Bundespatentgericht:
Beschluss vom 12. Juli 2006
Aktenzeichen: 28 W (pat) 143/04
(BPatG: Beschluss v. 12.07.2006, Az.: 28 W (pat) 143/04)
Tenor
Auf die Beschwerde der Anmelderin wird der Beschluss der Markenstelle für Klasse 10 vom 15. März 2004 aufgehoben und die Sache an das Deutsche Patent- und Markenamt zur weiteren Ermittlung der behaupteten Verkehrsdurchsetzung zurückverwiesen.
Gründe
I.
Angemeldet zur Eintragung in das Markenregister für die Waren Massagegeräte für medizinische Zwecke; Massagegeräte für die Schönheitspflegeist die Wortfolge HYDRO JET Die Markenstelle für Klasse 10 hat die Anmeldung wegen fehlender Unterscheidungskraft und wegen eines bestehenden Freihaltungsbedürfnisses zurückgewiesen. Der angemeldeten Marke sei lediglich ein unmittelbar beschreibender Sachhinweis mit der Bedeutung "Wasserstrahl" zu entnehmen, dem der Verkehr keine betriebliche Kennzeichnungswirkung zuweisen werde. Als Sachangabe über die Wirkungsweise der beanspruchten Waren bestehe an der angemeldeten Marke außerdem ein Freihaltungsbedürfnis. Eine Internet-Recherche habe ergeben, dass die Wortfolge "HYDRO JET" bereits intensiv zur Bezeichnung von Massagegeräten verwendet werde.

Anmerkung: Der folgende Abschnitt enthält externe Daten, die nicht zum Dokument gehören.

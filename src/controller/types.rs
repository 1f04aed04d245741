//! Wire shapes shared by the controller API client and event bridge (§3,
//! §6). Grounded on `ha/types.py`'s `EntityState`, `Service`, and `Event`
//! dataclasses.

use chrono::{DateTime, Utc};
use serde::{Deserialize, Serialize};
use serde_json::Value;

/// One entity's current state, as returned by `GET /states` and
/// `GET /states/{entity_id}`.
#[derive(Debug, Clone, Deserialize, Serialize)]
pub struct EntityState {
    pub entity_id: String,
    pub state: String,
    #[serde(default)]
    pub attributes: Value,
    #[serde(default = "Utc::now")]
    pub last_changed: DateTime<Utc>,
    #[serde(default = "Utc::now")]
    pub last_updated: DateTime<Utc>,
}

impl EntityState {
    /// Best-effort `friendly_name` attribute lookup, falling back to the
    /// entity id itself.
    pub fn friendly_name(&self) -> &str {
        self.attributes
            .get("friendly_name")
            .and_then(Value::as_str)
            .unwrap_or(&self.entity_id)
    }

    pub fn domain(&self) -> &str {
        self.entity_id.split('.').next().unwrap_or("")
    }
}

/// One service a domain exposes, from `GET /services`.
#[derive(Debug, Clone, Deserialize, Serialize)]
pub struct Service {
    pub domain: String,
    pub name: String,
    #[serde(default)]
    pub description: String,
    #[serde(default)]
    pub fields: Value,
}

/// One event frame dispatched over the streaming socket — either a
/// controller-native event or, after parsing, a decoded
/// [`InboundMessageEvent`].
#[derive(Debug, Clone, Deserialize, Serialize)]
pub struct ControllerEvent {
    pub event_type: String,
    #[serde(default)]
    pub data: Value,
    #[serde(default = "Utc::now")]
    pub time_fired: DateTime<Utc>,
}

/// An inbound operator message carried by a controller event (§6): either
/// free text or a slash-prefixed command, both decoded the same way.
/// Only events whose `user_id` matches the configured owner are processed
/// by the bridge's dispatch path; everyone else is dropped with a warning.
#[derive(Debug, Clone, Deserialize, Serialize)]
pub struct InboundMessageEvent {
    pub message_id: i64,
    pub chat_id: i64,
    pub user_id: i64,
    pub text: String,
    #[serde(default)]
    pub from_first_name: Option<String>,
    #[serde(default)]
    pub from_last_name: Option<String>,
    #[serde(default)]
    pub from_username: Option<String>,
    #[serde(default)]
    pub date: Option<i64>,
}

impl InboundMessageEvent {
    pub fn from_event_data(data: &Value) -> Option<Self> {
        serde_json::from_value(data.clone()).ok()
    }

    /// Best available display name: first+last, username, or the raw id.
    pub fn display_name(&self) -> String {
        match (&self.from_first_name, &self.from_last_name) {
            (Some(first), Some(last)) => format!("{first} {last}"),
            (Some(first), None) => first.clone(),
            _ => self
                .from_username
                .clone()
                .unwrap_or_else(|| self.user_id.to_string()),
        }
    }
}

#[cfg(test)]
mod tests {
    use super::*;

    #[test]
    fn entity_state_friendly_name_falls_back_to_id() {
        let raw = serde_json::json!({
            "entity_id": "light.bedroom",
            "state": "on",
            "attributes": {},
            "last_changed": "2026-01-01T00:00:00Z",
            "last_updated": "2026-01-01T00:00:00Z",
        });
        let state: EntityState = serde_json::from_value(raw).unwrap();
        assert_eq!(state.friendly_name(), "light.bedroom");
        assert_eq!(state.domain(), "light");
    }

    #[test]
    fn inbound_message_decodes_from_event_data() {
        let data = serde_json::json!({
            "message_id": 1,
            "chat_id": 100,
            "user_id": 42,
            "text": "turn on the lights",
            "from_username": "alice",
        });
        let event = InboundMessageEvent::from_event_data(&data).unwrap();
        assert_eq!(event.user_id, 42);
        assert_eq!(event.display_name(), "alice");
    }
}
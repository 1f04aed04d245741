//! Best-effort adapter for Google's Gemini REST API.
//!
//! Gemini is an optional provider (§6); this adapter covers non-streaming
//! completion and function calling, grounded on `llm/gemini.py`'s message
//! and tool conversion. True incremental streaming is not implemented —
//! `stream()` issues one blocking completion and replays it as a single
//! `Final` chunk, which is sufficient for the planning loop (§4.A) since it
//! only ever inspects the final chunk's tool calls and stop reason.

use async_trait::async_trait;
use serde::{Deserialize, Serialize};
use serde_json::Value;

use crate::config::LlmConfig;
use crate::error::{Error, Result};
use crate::types::{Message, Response, Role, StopReason, StreamChunk, ToolCall, ToolDescriptor, Usage};

use super::{ChunkStream, LlmProvider};

const BASE_URL: &str = "https://generativelanguage.googleapis.com/v1beta";

pub struct GeminiProvider {
    http: reqwest::Client,
    api_key: String,
    model: String,
    temperature: f32,
}

impl GeminiProvider {
    pub fn new(config: &LlmConfig) -> Result<Self> {
        if config.api_key.is_empty() {
            return Err(Error::config("gemini provider requires an api key"));
        }
        let http = reqwest::Client::builder()
            .timeout(std::time::Duration::from_secs(120))
            .build()
            .map_err(Error::Http)?;
        Ok(Self {
            http,
            api_key: config.api_key.clone(),
            model: config.model.clone(),
            temperature: config.temperature,
        })
    }
}

#[async_trait]
impl LlmProvider for GeminiProvider {
    fn name(&self) -> &str {
        "gemini"
    }

    fn model(&self) -> &str {
        &self.model
    }

    async fn complete(&self, system: &str, messages: &[Message], tools: &[ToolDescriptor]) -> Result<Response> {
        let body = WireRequest {
            contents: messages.iter().filter_map(to_wire_content).collect(),
            system_instruction: if system.is_empty() {
                None
            } else {
                Some(WireContent {
                    role: "user".to_string(),
                    parts: vec![WirePart::Text { text: system.to_string() }],
                })
            },
            tools: if tools.is_empty() { None } else { Some(vec![to_wire_tools(tools)]) },
            generation_config: WireGenerationConfig {
                temperature: self.temperature,
            },
        };

        let url = format!(
            "{}/models/{}:generateContent?key={}",
            BASE_URL, self.model, self.api_key
        );
        let resp = self.http.post(url).json(&body).send().await.map_err(Error::Http)?;

        if !resp.status().is_success() {
            let status = resp.status().as_u16();
            let text = resp.text().await.unwrap_or_default();
            return Err(Error::provider("gemini", format!("http {status}: {text}")));
        }

        let wire: WireResponse = resp.json().await.map_err(Error::Http)?;
        parse_response(wire, &self.model)
    }

    async fn stream(&self, system: &str, messages: &[Message], tools: &[ToolDescriptor]) -> Result<ChunkStream> {
        let response = self.complete(system, messages, tools).await?;
        Ok(Box::pin(futures::stream::once(async move { Ok(StreamChunk::Final(response)) })))
    }
}

fn to_wire_content(m: &Message) -> Option<WireContent> {
    match m.role {
        Role::User => Some(WireContent {
            role: "user".to_string(),
            parts: vec![WirePart::Text { text: m.content.clone() }],
        }),
        Role::Tool => {
            let result = m.tool_result.as_ref()?;
            Some(WireContent {
                role: "user".to_string(),
                parts: vec![WirePart::FunctionResponse {
                    function_response: WireFunctionResponse {
                        name: result.tool_call_id.clone(),
                        response: serde_json::json!({"result": result.content}),
                    },
                }],
            })
        }
        Role::Assistant => {
            let mut parts = Vec::new();
            if !m.content.is_empty() {
                parts.push(WirePart::Text { text: m.content.clone() });
            }
            for call in &m.tool_calls {
                parts.push(WirePart::FunctionCall {
                    function_call: WireFunctionCall {
                        name: call.name.clone(),
                        args: call.arguments.clone(),
                    },
                });
            }
            if parts.is_empty() {
                None
            } else {
                Some(WireContent { role: "model".to_string(), parts })
            }
        }
    }
}

fn to_wire_tools(tools: &[ToolDescriptor]) -> WireToolDeclaration {
    WireToolDeclaration {
        function_declarations: tools
            .iter()
            .map(|t| WireFunctionDeclaration {
                name: t.name.clone(),
                description: t.description.clone(),
                parameters: t.parameters.clone(),
            })
            .collect(),
    }
}

fn parse_response(wire: WireResponse, model: &str) -> Result<Response> {
    let candidate = wire
        .candidates
        .into_iter()
        .next()
        .ok_or_else(|| Error::provider("gemini", "response had no candidates"))?;

    let mut content = None;
    let mut tool_calls = Vec::new();

    for part in candidate.content.parts {
        match part {
            WirePart::Text { text } => content = Some(text),
            WirePart::FunctionCall { function_call } => {
                let id = format!("gemini-call-{}", tool_calls.len());
                tool_calls.push(ToolCall::new(id, function_call.name, function_call.args));
            }
            WirePart::FunctionResponse { .. } => {}
        }
    }

    let stop_reason = match candidate.finish_reason.as_deref() {
        Some("MAX_TOKENS") => StopReason::MaxTokens,
        _ if !tool_calls.is_empty() => StopReason::ToolUse,
        _ => StopReason::EndTurn,
    };

    Ok(Response {
        content,
        tool_calls,
        stop_reason,
        usage: wire
            .usage_metadata
            .map(|u| Usage {
                input_tokens: u.prompt_token_count,
                output_tokens: u.candidates_token_count,
            })
            .unwrap_or_default(),
        model: model.to_string(),
    })
}

#[derive(Debug, Clone, Serialize)]
struct WireRequest {
    contents: Vec<WireContent>,
    #[serde(skip_serializing_if = "Option::is_none")]
    system_instruction: Option<WireContent>,
    #[serde(skip_serializing_if = "Option::is_none")]
    tools: Option<Vec<WireToolDeclaration>>,
    generation_config: WireGenerationConfig,
}

#[derive(Debug, Clone, Serialize)]
struct WireGenerationConfig {
    temperature: f32,
}

#[derive(Debug, Clone, Serialize)]
struct WireToolDeclaration {
    function_declarations: Vec<WireFunctionDeclaration>,
}

#[derive(Debug, Clone, Serialize)]
struct WireFunctionDeclaration {
    name: String,
    description: String,
    parameters: Value,
}

#[derive(Debug, Clone, Serialize, Deserialize)]
struct WireContent {
    role: String,
    parts: Vec<WirePart>,
}

#[derive(Debug, Clone, Serialize, Deserialize)]
#[serde(untagged)]
enum WirePart {
    FunctionCall {
        #[serde(rename = "functionCall")]
        function_call: WireFunctionCall,
    },
    FunctionResponse {
        #[serde(rename = "functionResponse")]
        function_response: WireFunctionResponse,
    },
    Text {
        text: String,
    },
}

#[derive(Debug, Clone, Serialize, Deserialize)]
struct WireFunctionCall {
    name: String,
    args: Value,
}

#[derive(Debug, Clone, Serialize, Deserialize)]
struct WireFunctionResponse {
    name: String,
    response: Value,
}

#[derive(Debug, Clone, Deserialize)]
struct WireResponse {
    candidates: Vec<WireCandidate>,
    #[serde(rename = "usageMetadata")]
    usage_metadata: Option<WireUsageMetadata>,
}

#[derive(Debug, Clone, Deserialize)]
struct WireCandidate {
    content: WireContent,
    #[serde(rename = "finishReason")]
    finish_reason: Option<String>,
}

#[derive(Debug, Clone, Copy, Default, Deserialize)]
struct WireUsageMetadata {
    #[serde(rename = "promptTokenCount", default)]
    prompt_token_count: u32,
    #[serde(rename = "candidatesTokenCount", default)]
    candidates_token_count: u32,
}

#[cfg(test)]
mod tests {
    use super::*;

    #[test]
    fn parses_text_response() {
        let wire = WireResponse {
            candidates: vec![WireCandidate {
                content: WireContent {
                    role: "model".to_string(),
                    parts: vec![WirePart::Text { text: "hi there".to_string() }],
                },
                finish_reason: Some("STOP".to_string()),
            }],
            usage_metadata: Some(WireUsageMetadata {
                prompt_token_count: 5,
                candidates_token_count: 2,
            }),
        };
        let resp = parse_response(wire, "gemini-1.5-pro").unwrap();
        assert_eq!(resp.content.as_deref(), Some("hi there"));
        assert_eq!(resp.stop_reason, StopReason::EndTurn);
        assert_eq!(resp.usage.total_tokens(), 7);
    }
}
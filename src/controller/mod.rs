//! Smart-home controller integration (§4.E, §4.F, §6).
//!
//! Two halves, grounded on `ha/api.py` and `ha/websocket.py` respectively:
//! a request/response [`api::ControllerApiClient`] for CRUD and queries,
//! and a long-lived [`bridge::ControllerEventBridge`] for the streaming
//! socket that delivers inbound operator messages and other events.

pub mod api;
pub mod bridge;
pub mod types;

pub use api::{ApiError, ControllerApiClient};
pub use bridge::{ControllerEventBridge, EventHandler};
pub use types::{ControllerEvent, EntityState, InboundMessageEvent, Service};
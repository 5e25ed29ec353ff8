//! HTTP client for a tenant's fleet REST endpoint.
//!
//! ## Example
//!
//! ```no_run
//! use fleetdeck_api::{FleetApi, HttpFleetApi};
//! use fleetdeck_core::TenantConfig;
//!
//! # async fn example() -> fleetdeck_api::Result<()> {
//! let tenant = TenantConfig {
//!     base_url: "https://fleet.acme.example/api".into(),
//!     api_key_env: "ACME_FLEET_KEY".into(),
//!     timeout_secs: 20,
//! };
//! let client = HttpFleetApi::from_tenant("acme", &tenant)?;
//! let devices = client.list_devices("acme").await?;
//! println!("{} devices", devices.len());
//! # Ok(())
//! # }
//! ```

use async_trait::async_trait;
use serde::Serialize;
use serde::de::DeserializeOwned;
use tokio::time::Duration;
use tracing::debug;

use fleetdeck_core::TenantConfig;
use fleetdeck_core::types::{Device, Incident, OperationKind, OperationReceipt, Space, Ticket};

use crate::FleetApi;
use crate::error::{ApiError, Result};

/// reqwest-backed [`FleetApi`].
pub struct HttpFleetApi {
    client: reqwest::Client,
    base_url: String,
    api_key: String,
    timeout_secs: u64,
}

#[derive(Serialize)]
struct OperationRequest<'a> {
    operation: &'a str,
}

impl HttpFleetApi {
    /// Build a client for a configured tenant, reading the API key from the
    /// tenant's environment variable.
    pub fn from_tenant(tenant_id: &str, tenant: &TenantConfig) -> Result<Self> {
        let api_key = std::env::var(&tenant.api_key_env)
            .ok()
            .filter(|k| !k.trim().is_empty())
            .ok_or_else(|| ApiError::MissingKey {
                tenant: tenant_id.to_string(),
                env_var: tenant.api_key_env.clone(),
            })?;
        Self::with_api_key(&tenant.base_url, api_key, tenant.timeout_secs)
    }

    /// Build a client with an explicit API key.
    pub fn with_api_key(
        base_url: impl Into<String>,
        api_key: impl Into<String>,
        timeout_secs: u64,
    ) -> Result<Self> {
        let client = reqwest::Client::builder()
            .timeout(Duration::from_secs(timeout_secs))
            .build()
            .map_err(|e| ApiError::Other(format!("Failed to create HTTP client: {e}")))?;

        Ok(Self {
            client,
            base_url: base_url.into().trim_end_matches('/').to_string(),
            api_key: api_key.into(),
            timeout_secs,
        })
    }

    fn url(&self, tenant: &str, path: &str) -> String {
        format!("{}/v1/tenants/{}/{}", self.base_url, tenant, path)
    }

    fn map_transport(&self, err: reqwest::Error) -> ApiError {
        if err.is_timeout() {
            ApiError::Timeout(self.timeout_secs)
        } else {
            ApiError::from(err)
        }
    }

    async fn read_response<T: DeserializeOwned>(&self, response: reqwest::Response) -> Result<T> {
        let status = response.status();
        if !status.is_success() {
            let body = response.text().await.unwrap_or_default();
            return Err(ApiError::from_status(status.as_u16(), &body));
        }
        response
            .json::<T>()
            .await
            .map_err(|e| ApiError::Decode(e.to_string()))
    }

    async fn get<T: DeserializeOwned>(&self, tenant: &str, path: &str) -> Result<T> {
        let url = self.url(tenant, path);
        debug!(%url, "GET");
        let response = self
            .client
            .get(&url)
            .bearer_auth(&self.api_key)
            .send()
            .await
            .map_err(|e| self.map_transport(e))?;
        self.read_response(response).await
    }
}

#[async_trait]
impl FleetApi for HttpFleetApi {
    async fn list_devices(&self, tenant: &str) -> Result<Vec<Device>> {
        self.get(tenant, "devices").await
    }

    async fn list_spaces(&self, tenant: &str) -> Result<Vec<Space>> {
        self.get(tenant, "spaces").await
    }

    async fn list_space_devices(&self, tenant: &str, space_id: &str) -> Result<Vec<Device>> {
        self.get(tenant, &format!("spaces/{space_id}/devices")).await
    }

    async fn list_incidents(&self, tenant: &str) -> Result<Vec<Incident>> {
        self.get(tenant, "incidents").await
    }

    async fn list_tickets(&self, tenant: &str) -> Result<Vec<Ticket>> {
        self.get(tenant, "tickets").await
    }

    async fn invoke_operation(
        &self,
        tenant: &str,
        device_id: &str,
        operation: OperationKind,
    ) -> Result<OperationReceipt> {
        let url = self.url(tenant, &format!("devices/{device_id}/operations"));
        debug!(%url, operation = operation.as_str(), "POST");
        let response = self
            .client
            .post(&url)
            .bearer_auth(&self.api_key)
            .json(&OperationRequest {
                operation: operation.as_str(),
            })
            .send()
            .await
            .map_err(|e| self.map_transport(e))?;
        self.read_response(response).await
    }

    fn name(&self) -> &str {
        "http"
    }
}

Hiergegen richtet sich die Beschwerde der Anmelderin mit dem Antrag, den angefochtenen Beschluss aufzuheben, sowie hilfsweisedie Eintragung der angemeldeten Marke aufgrund festgestellter Verkehrsdurchsetzung zu beschließen.
Zur Begründung führt sie aus, der Marke könne weder fehlende Unterscheidungskraft noch ein bestehendes Freihaltungsbedürfnis entgegengehalten werden. Es handle sich bei ihr um eine Wortneuschöpfung, die dem inländischen Publikum keinen eindeutig beschreibenden Gehalt vermittle. Die Internet-Nachweise, auf die in dem angefochtenen Beschluss Bezug genommen worden sei, wiesen fast ausnahmslos auf Kunden der Anmelderin und nicht etwa auf Mitbewerber hin. Zudem sei die Marke im Verkehr durchgesetzt.
Durch Beschluss in der mündlichen Verhandlung vom 20. April 2005 ist in das schriftliche Verfahren übergegangen worden.
II.
1. Die zulässige Beschwerde ist in der Hauptsache nicht begründet, da der angemeldeten Marke auch nach Auffassung des Senats jegliche Unterscheidungskraft fehlt (§ 8 Abs. 2 Nr. 1 MarkenG).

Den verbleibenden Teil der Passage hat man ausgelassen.